(Dataset entries)
====
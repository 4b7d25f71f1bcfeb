use crate::error::Result;
use crate::machine::KEY_COUNT;
use crossterm::event::{poll, read, Event, KeyCode, KeyEvent, KeyModifiers};
use crossterm::terminal;
use log::{debug, warn};
use std::collections::{HashMap, VecDeque};
use std::time::Duration;

/// map of characters read from the keyboard to the COSMAC hex keypad, using
/// the left-hand side of a qwerty keyboard:
///   1 2 3 4      1 2 3 C
///   q w e r  ->  4 5 6 D
///   a s d f      7 8 9 E
///   z x c v      A 0 B F
const CHIP8_CONVENTIONAL_KEYMAP: [(char, u8); 16] = [
    ('x', 0x00),
    ('1', 0x01),
    ('2', 0x02),
    ('3', 0x03),
    ('q', 0x04),
    ('w', 0x05),
    ('e', 0x06),
    ('a', 0x07),
    ('s', 0x08),
    ('d', 0x09),
    ('z', 0x0a),
    ('c', 0x0b),
    ('4', 0x0c),
    ('r', 0x0d),
    ('f', 0x0e),
    ('v', 0x0f),
];

/// Something the host wants the machine to know about before the next tick.
#[derive(Debug, Clone, Copy, PartialEq, Eq)]
pub enum HostEvent {
    KeyDown(u8),
    KeyUp(u8),
    TogglePause,
    Quit,
}

/// reads keypresses and other host events
pub trait Input {
    /// everything that happened since the last poll, oldest first
    fn poll_events(&mut self) -> Result<Vec<HostEvent>>;
}

/// Terminals only report presses (and auto-repeats), never releases, so a key
/// counts as down until it goes `hold_frames` polls without being pressed.
#[derive(Debug)]
struct KeyLatch {
    hold_frames: u32,
    remaining: [u32; KEY_COUNT],
}

impl KeyLatch {
    fn new(hold_frames: u32) -> Self {
        KeyLatch {
            hold_frames: hold_frames.max(1),
            remaining: [0; KEY_COUNT],
        }
    }

    /// a press or repeat; only the first one is news
    fn press(&mut self, key: u8) -> Option<HostEvent> {
        let slot = &mut self.remaining[usize::from(key & 0xf)];
        let fresh = *slot == 0;
        // +1 because this poll's age() is still to come
        *slot = self.hold_frames + 1;
        fresh.then(|| HostEvent::KeyDown(key))
    }

    /// one poll has gone by; release anything that has run out
    fn age(&mut self) -> Vec<HostEvent> {
        let mut released = Vec::new();
        for (key, slot) in self.remaining.iter_mut().enumerate() {
            if *slot == 0 {
                continue;
            }
            *slot -= 1;
            if *slot == 0 {
                released.push(HostEvent::KeyUp(key as u8));
            }
        }
        released
    }
}

/// Input from the controlling terminal, read with crossterm. Esc toggles
/// pause; Ctrl-C or Backspace quits.
pub struct TermInput {
    keymap: HashMap<char, u8>,
    latch: KeyLatch,
}

impl TermInput {
    pub fn new(hold_frames: u32) -> Result<Self> {
        terminal::enable_raw_mode()?;
        Ok(TermInput {
            keymap: HashMap::from(CHIP8_CONVENTIONAL_KEYMAP),
            latch: KeyLatch::new(hold_frames),
        })
    }

    fn translate(&mut self, evt: KeyEvent) -> Option<HostEvent> {
        match evt.code {
            KeyCode::Char('c') if evt.modifiers.contains(KeyModifiers::CONTROL) => {
                Some(HostEvent::Quit)
            }
            KeyCode::Char(key) => match self.keymap.get(&key.to_ascii_lowercase()) {
                Some(mapped_key) => self.latch.press(*mapped_key),
                None => {
                    debug!("Can't map {:?} to a COSMAC key", key);
                    None
                }
            },
            KeyCode::Esc => Some(HostEvent::TogglePause),
            KeyCode::Backspace => Some(HostEvent::Quit),
            _ => None,
        }
    }
}

impl Drop for TermInput {
    fn drop(&mut self) {
        if let Err(e) = terminal::disable_raw_mode() {
            warn!("Couldn't leave raw mode: {}", e);
        }
    }
}

impl Input for TermInput {
    fn poll_events(&mut self) -> Result<Vec<HostEvent>> {
        let mut events = Vec::new();
        while poll(Duration::from_millis(0))? {
            if let Event::Key(evt) = read()? {
                events.extend(self.translate(evt));
            }
        }
        events.extend(self.latch.age());
        Ok(events)
    }
}

/// replays canned events, one batch per poll; useful for testing
#[derive(Debug, Default)]
pub struct ScriptedInput {
    frames: VecDeque<Vec<HostEvent>>,
}

impl ScriptedInput {
    pub fn new(frames: Vec<Vec<HostEvent>>) -> Self {
        ScriptedInput {
            frames: frames.into(),
        }
    }
}

impl Input for ScriptedInput {
    fn poll_events(&mut self) -> Result<Vec<HostEvent>> {
        Ok(self.frames.pop_front().unwrap_or_default())
    }
}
====
* What you need to do
Return every line from the entries above that includes the word "derive".

* Response to this exercise
#[derive(Debug, Clone, Copy, PartialEq, Eq)]
#[derive(Debug)]
#[derive(Debug, Default)]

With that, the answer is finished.